After returning to Leningrad she started working as a journalist for the newspaper of the electric power plant (Electric Power). Her feelings and thoughts on this period were expressed in such books as The Out-of-the-way place (1932), Night (1935), Journalists (1934), and Grains (1935). Such works by Berggolts as Poems (1934) and Uglich (1932) were approved of by Maxim Gorky.
In the late 1930s several tragedies interrupted her happy life. Her daughters Irina and Maya died, and in 1938 they were followed by Boris Kornilov, who was arrested on false charges and subsequently killed as part of the Great Purge. Olga herself was imprisoned in December, 1938. She spent 7 months in prison where she was cruelly beaten. Because of such cruelty she gave birth to a still-born child. The motifs of tragedy that appear in her later poetry, then, may in a way be explained by the circumstances of her life (most such poems were published in a collection called The Knot, 1965).

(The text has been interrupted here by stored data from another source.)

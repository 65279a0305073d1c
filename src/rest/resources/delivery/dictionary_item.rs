//! Key/value items of an edge dictionary.
//!
//! Items are versionless and addressed by key under the dictionary's id:
//! `/service/{service_id}/dictionary/{dictionary_id}/item[/{key}]`, with the
//! plural `items` collection used for listing and batch updates.
//!
//! Required fields are checked in the order dictionary id, service id, then
//! item key.

use chrono::{DateTime, Utc};
use serde::{Deserialize, Serialize};

use super::{BatchOperation, BatchStatus, PageParams};
use crate::clients::RestClient;
use crate::rest::errors::require;
use crate::rest::{encode_query, join_path, resource, ApiError, ValidationError};

/// One key/value pair.
#[derive(Debug, Clone, Default, PartialEq, Eq, Deserialize)]
pub struct DictionaryItem {
    #[serde(default)]
    pub dictionary_id: Option<String>,
    #[serde(default)]
    pub service_id: Option<String>,
    #[serde(default)]
    pub item_key: Option<String>,
    #[serde(default)]
    pub item_value: Option<String>,
    #[serde(default)]
    pub created_at: Option<DateTime<Utc>>,
    #[serde(default)]
    pub updated_at: Option<DateTime<Utc>>,
    #[serde(default)]
    pub deleted_at: Option<DateTime<Utc>>,
}

/// Input of [`DictionaryItem::create`].
#[derive(Debug, Clone, Default, PartialEq, Eq, Serialize)]
pub struct CreateDictionaryItemInput {
    #[serde(skip)]
    pub dictionary_id: String,
    #[serde(skip)]
    pub service_id: String,
    pub item_key: String,
    #[serde(skip_serializing_if = "Option::is_none")]
    pub item_value: Option<String>,
}

/// Input of [`DictionaryItem::get`].
#[derive(Debug, Clone, Default, PartialEq, Eq)]
pub struct GetDictionaryItemInput {
    pub dictionary_id: String,
    pub service_id: String,
    pub item_key: String,
}

/// Input of [`DictionaryItem::list`].
#[derive(Debug, Clone, Default, PartialEq, Eq)]
pub struct ListDictionaryItemsInput {
    pub dictionary_id: String,
    pub service_id: String,
    pub page: PageParams,
}

/// Input of [`DictionaryItem::update`].
#[derive(Debug, Clone, Default, PartialEq, Eq, Serialize)]
pub struct UpdateDictionaryItemInput {
    #[serde(skip)]
    pub dictionary_id: String,
    #[serde(skip)]
    pub service_id: String,
    #[serde(skip)]
    pub item_key: String,
    pub item_value: String,
}

/// Input of [`DictionaryItem::delete`].
#[derive(Debug, Clone, Default, PartialEq, Eq)]
pub struct DeleteDictionaryItemInput {
    pub dictionary_id: String,
    pub service_id: String,
    pub item_key: String,
}

/// One element of a batch update.
#[derive(Debug, Clone, PartialEq, Eq, Serialize)]
pub struct DictionaryItemBatchOperation {
    pub op: BatchOperation,
    pub item_key: String,
    #[serde(skip_serializing_if = "Option::is_none")]
    pub item_value: Option<String>,
}

/// Input of [`DictionaryItem::batch_modify`].
#[derive(Debug, Clone, Default, PartialEq, Eq, Serialize)]
pub struct BatchModifyDictionaryItemsInput {
    #[serde(skip)]
    pub dictionary_id: String,
    #[serde(skip)]
    pub service_id: String,
    pub items: Vec<DictionaryItemBatchOperation>,
}

fn dictionary_path(
    dictionary_id: &str,
    service_id: &str,
    tail: &[&str],
) -> Result<String, ValidationError> {
    require(dictionary_id, ValidationError::MissingDictionaryId)?;
    require(service_id, ValidationError::MissingServiceId)?;
    let mut segments = vec!["service", service_id, "dictionary", dictionary_id];
    segments.extend_from_slice(tail);
    Ok(join_path(&segments))
}

fn item_path(
    dictionary_id: &str,
    service_id: &str,
    item_key: &str,
) -> Result<String, ValidationError> {
    let path = dictionary_path(dictionary_id, service_id, &["item", item_key])?;
    require(item_key, ValidationError::MissingItemKey)?;
    Ok(path)
}

impl DictionaryItem {
    /// Adds an item.
    ///
    /// # Errors
    ///
    /// Returns [`ApiError::Validation`] for a missing dictionary id, service
    /// id or item key, otherwise any error of the round trip.
    pub async fn create(
        client: &RestClient,
        input: &CreateDictionaryItemInput,
    ) -> Result<Self, ApiError> {
        let path = dictionary_path(&input.dictionary_id, &input.service_id, &["item"])?;
        require(&input.item_key, ValidationError::MissingItemKey)?;
        resource::post(client, &path, input).await
    }

    /// Fetches an item by key.
    ///
    /// # Errors
    ///
    /// Same as [`DictionaryItem::create`].
    pub async fn get(
        client: &RestClient,
        input: &GetDictionaryItemInput,
    ) -> Result<Self, ApiError> {
        let path = item_path(&input.dictionary_id, &input.service_id, &input.item_key)?;
        resource::get(client, &path, None).await
    }

    /// Lists one page of items.
    ///
    /// # Errors
    ///
    /// Returns [`ApiError::Validation`] for a missing dictionary id or
    /// service id, otherwise any error of the round trip.
    pub async fn list(
        client: &RestClient,
        input: &ListDictionaryItemsInput,
    ) -> Result<Vec<Self>, ApiError> {
        let path = dictionary_path(&input.dictionary_id, &input.service_id, &["items"])?;
        let query = encode_query(&input.page)?;
        resource::get(client, &path, Some(query)).await
    }

    /// Replaces the value of an item.
    ///
    /// # Errors
    ///
    /// Same as [`DictionaryItem::create`].
    pub async fn update(
        client: &RestClient,
        input: &UpdateDictionaryItemInput,
    ) -> Result<Self, ApiError> {
        let path = item_path(&input.dictionary_id, &input.service_id, &input.item_key)?;
        resource::patch(client, &path, input).await
    }

    /// Removes an item.
    ///
    /// # Errors
    ///
    /// Same as [`DictionaryItem::create`]; any status but 204 is an error.
    pub async fn delete(
        client: &RestClient,
        input: &DeleteDictionaryItemInput,
    ) -> Result<(), ApiError> {
        let path = item_path(&input.dictionary_id, &input.service_id, &input.item_key)?;
        resource::delete(client, &path).await
    }

    /// Applies several item operations in one request.
    ///
    /// # Errors
    ///
    /// Returns [`ApiError::Validation`] for a missing dictionary id or
    /// service id, or for an empty `items` list, otherwise any error of the
    /// round trip.
    pub async fn batch_modify(
        client: &RestClient,
        input: &BatchModifyDictionaryItemsInput,
    ) -> Result<BatchStatus, ApiError> {
        let path = dictionary_path(&input.dictionary_id, &input.service_id, &["items"])?;
        if input.items.is_empty() {
            return Err(ValidationError::MissingItems.into());
        }
        resource::patch(client, &path, input).await
    }
}
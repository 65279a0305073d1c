//! HTTP client types for Fastly API communication.
//!
//! # Overview
//!
//! - [`HttpClient`]: The async HTTP client performing one round trip per call
//! - [`HttpRequest`]: A request to be sent to the API
//! - [`HttpResponse`]: A response from the API, with its raw body
//! - [`HttpMethod`]: Supported HTTP methods (GET, POST, PUT, PATCH, DELETE)
//! - [`RestClient`]: Verb helpers used by the resource modules
//! - [`HttpError`] / [`HttpResponseError`]: Transport and remote API errors
//!
//! # No retries
//!
//! The client never retries, never backs off, and imposes no timeout of its
//! own. Dropping the returned future cancels the in-flight request; callers
//! wanting a deadline wrap the call themselves.

mod errors;
mod http_client;
mod http_request;
mod http_response;
pub mod rest;

pub use errors::{ErrorDetail, HttpError, HttpResponseError, InvalidHttpRequestError};
pub use http_client::{HttpClient, API_TOKEN_HEADER, SDK_VERSION};
pub use http_request::{HttpMethod, HttpRequest, HttpRequestBuilder};
pub use http_response::{HttpResponse, RateLimit};

pub use rest::RestClient;
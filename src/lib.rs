//! # Fastly API Rust SDK
//!
//! A Rust SDK for the Fastly management API: services and their versioned
//! configuration, Next-Gen WAF resources and product enablement.
//!
//! ## Overview
//!
//! This SDK provides:
//! - Type-safe configuration via [`FastlyConfig`] and [`FastlyConfigBuilder`]
//! - Validated newtypes for the API token and endpoint
//! - An async HTTP client sending the `Fastly-Key` header on every request
//! - Typed `Input`/`Output` structs and async operations per resource
//! - Generic enable/configure/disable operations for every product
//! - NGWAF paths chosen from a workspace or account [`Scope`]
//!
//! ## Quick Start
//!
//! ```rust
//! use fastly_api::{ApiToken, FastlyConfig};
//!
//! let config = FastlyConfig::builder()
//!     .api_token(ApiToken::new("your-api-token").unwrap())
//!     .build()
//!     .unwrap();
//! assert_eq!(config.endpoint().as_ref(), "https://api.fastly.com");
//! ```
//!
//! Or from the environment (`FASTLY_API_TOKEN`, optional `FASTLY_API_URL`):
//!
//! ```rust,ignore
//! let config = fastly_api::FastlyConfig::from_env()?;
//! ```
//!
//! ## Making API Requests
//!
//! ```rust,ignore
//! use fastly_api::{FastlyConfig, RestClient};
//! use fastly_api::rest::resources::delivery::{Acl, CreateAclInput};
//!
//! let client = RestClient::new(&FastlyConfig::from_env()?)?;
//!
//! let acl = Acl::create(&client, &CreateAclInput {
//!     name: Some("blocklist".to_string()),
//!     service_id: "SVC123".to_string(),
//!     service_version: 3,
//! }).await?;
//! ```
//!
//! ## NGWAF Scopes
//!
//! ```rust,ignore
//! use fastly_api::rest::resources::ngwaf::{ListRulesInput, Rule};
//! use fastly_api::Scope;
//!
//! // GET /ngwaf/v1/workspaces/ws1/rules
//! let rules = Rule::list(&client, &ListRulesInput {
//!     scope: Some(Scope::workspace("ws1")),
//!     ..Default::default()
//! }).await?;
//! ```
//!
//! ## Design Principles
//!
//! - **No global state**: Configuration is instance-based and passed explicitly
//! - **Fail-fast validation**: Newtypes validate on construction and
//!   required input fields are checked before any I/O
//! - **Thread-safe**: Clients and errors are `Send + Sync`
//! - **One call, one request**: No retries, no caching, no hidden timeouts;
//!   dropping a future cancels its request

pub mod clients;
pub mod config;
pub mod error;
pub mod rest;

// Re-export public types at crate root for convenience
pub use config::{ApiToken, Endpoint, FastlyConfig, FastlyConfigBuilder};
pub use error::ConfigError;

// Re-export HTTP client types
pub use clients::{
    ErrorDetail, HttpClient, HttpError, HttpMethod, HttpRequest, HttpRequestBuilder,
    HttpResponse, HttpResponseError, InvalidHttpRequestError, RateLimit, RestClient,
};

// Re-export resource layer types
pub use rest::{ApiError, Scope, ScopeError, ScopeType, ValidationError};
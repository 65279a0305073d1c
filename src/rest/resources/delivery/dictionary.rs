//! Edge dictionaries of a service version.
//!
//! The dictionary container is versioned; its key/value items are not (see
//! [`dictionary_item`](super::dictionary_item)).

use chrono::{DateTime, Utc};
use serde::{Deserialize, Serialize};

use super::{collection_path, named_path};
use crate::clients::RestClient;
use crate::rest::{resource, ApiError};

const COLLECTION: &str = "dictionary";

/// A key/value container readable from edge code.
#[derive(Debug, Clone, Default, PartialEq, Eq, Deserialize)]
pub struct Dictionary {
    #[serde(default)]
    pub id: Option<String>,
    #[serde(default)]
    pub name: Option<String>,
    /// Items of a write-only dictionary cannot be read back.
    #[serde(default)]
    pub write_only: Option<bool>,
    #[serde(default)]
    pub service_id: Option<String>,
    #[serde(default, rename = "version")]
    pub service_version: Option<u32>,
    #[serde(default)]
    pub created_at: Option<DateTime<Utc>>,
    #[serde(default)]
    pub updated_at: Option<DateTime<Utc>>,
    #[serde(default)]
    pub deleted_at: Option<DateTime<Utc>>,
}

/// Input of [`Dictionary::create`].
#[derive(Debug, Clone, Default, PartialEq, Eq, Serialize)]
pub struct CreateDictionaryInput {
    #[serde(skip_serializing_if = "Option::is_none")]
    pub name: Option<String>,
    #[serde(skip_serializing_if = "Option::is_none")]
    pub write_only: Option<bool>,
    #[serde(skip)]
    pub service_id: String,
    #[serde(skip)]
    pub service_version: u32,
}

/// Input of [`Dictionary::get`].
#[derive(Debug, Clone, Default, PartialEq, Eq)]
pub struct GetDictionaryInput {
    pub name: String,
    pub service_id: String,
    pub service_version: u32,
}

/// Input of [`Dictionary::list`].
#[derive(Debug, Clone, Default, PartialEq, Eq)]
pub struct ListDictionariesInput {
    pub service_id: String,
    pub service_version: u32,
}

/// Input of [`Dictionary::update`].
#[derive(Debug, Clone, Default, PartialEq, Eq, Serialize)]
pub struct UpdateDictionaryInput {
    #[serde(skip)]
    pub name: String,
    #[serde(rename = "name", skip_serializing_if = "Option::is_none")]
    pub new_name: Option<String>,
    #[serde(skip_serializing_if = "Option::is_none")]
    pub write_only: Option<bool>,
    #[serde(skip)]
    pub service_id: String,
    #[serde(skip)]
    pub service_version: u32,
}

/// Input of [`Dictionary::delete`].
#[derive(Debug, Clone, Default, PartialEq, Eq)]
pub struct DeleteDictionaryInput {
    pub name: String,
    pub service_id: String,
    pub service_version: u32,
}

impl Dictionary {
    /// Creates a dictionary.
    ///
    /// # Errors
    ///
    /// Returns [`ApiError::Validation`] for a missing service id or version,
    /// otherwise any error of the round trip.
    pub async fn create(
        client: &RestClient,
        input: &CreateDictionaryInput,
    ) -> Result<Self, ApiError> {
        let path = collection_path(&input.service_id, input.service_version, COLLECTION)?;
        resource::post(client, &path, input).await
    }

    /// Fetches a dictionary by name.
    ///
    /// # Errors
    ///
    /// Returns [`ApiError::Validation`] for a missing name, service id or
    /// version, otherwise any error of the round trip.
    pub async fn get(client: &RestClient, input: &GetDictionaryInput) -> Result<Self, ApiError> {
        let path = named_path(&input.name, &input.service_id, input.service_version, COLLECTION)?;
        resource::get(client, &path, None).await
    }

    /// Lists the dictionaries of a service version.
    ///
    /// # Errors
    ///
    /// Same as [`Dictionary::create`].
    pub async fn list(
        client: &RestClient,
        input: &ListDictionariesInput,
    ) -> Result<Vec<Self>, ApiError> {
        let path = collection_path(&input.service_id, input.service_version, COLLECTION)?;
        resource::get(client, &path, None).await
    }

    /// Updates a dictionary.
    ///
    /// # Errors
    ///
    /// Same as [`Dictionary::get`].
    pub async fn update(
        client: &RestClient,
        input: &UpdateDictionaryInput,
    ) -> Result<Self, ApiError> {
        let path = named_path(&input.name, &input.service_id, input.service_version, COLLECTION)?;
        resource::put(client, &path, Some(input)).await
    }

    /// Deletes a dictionary.
    ///
    /// # Errors
    ///
    /// Same as [`Dictionary::get`]; any status but 204 is an error.
    pub async fn delete(
        client: &RestClient,
        input: &DeleteDictionaryInput,
    ) -> Result<(), ApiError> {
        let path = named_path(&input.name, &input.service_id, input.service_version, COLLECTION)?;
        resource::delete(client, &path).await
    }
}

#[cfg(test)]
mod tests {
    use super::*;

    #[test]
    fn test_create_dictionary_body() {
        let input = CreateDictionaryInput {
            name: Some("geo".to_string()),
            write_only: Some(true),
            service_id: "SVC".to_string(),
            service_version: 1,
        };
        assert_eq!(
            serde_json::to_value(&input).unwrap(),
            serde_json::json!({"name": "geo", "write_only": true})
        );
    }

    #[test]
    fn test_dictionary_deserializes() {
        let dictionary: Dictionary =
            serde_json::from_str(r#"{"id":"D1","name":"geo","write_only":false,"version":2}"#)
                .unwrap();
        assert_eq!(dictionary.id.as_deref(), Some("D1"));
        assert_eq!(dictionary.write_only, Some(false));
    }
}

Olga Berggolts spent all the 900 days of the blockade in Leningrad. She worked at the radio, encouraging hungry and depressed citizens of the city by her speeches and poems. Her thoughts and impressions on this period, on problems of heroism, love, faithfullness can be found in "February diary" (1942), "Leningrad poem" (1942), "In memory of defenders" (1944), "Your way" (1945), and some others. Berggolts also wrote many books about heroic and glorious events in the history of Russia, such as "Pervorossyisk", 1950, (a poem about the Altay commune organized by the workers of Petrograd), "Faithfullness", 1954, (a tragedy about the defence of Sevastopol in 1941-1942), and "They were living in Leningrad", 1944, (a play about the blockade of Leningrad). Her memoirs "The Day Stars" were published in 1959 and filmed in 1968. Olga Berggolts died on 13 November 1975, and was buried at Literatorskie Mostki.
[edit] Honours
Olga Berggolts was decorated with Order of Lenin, Order of the Red Banner of Labour, and numerous medals.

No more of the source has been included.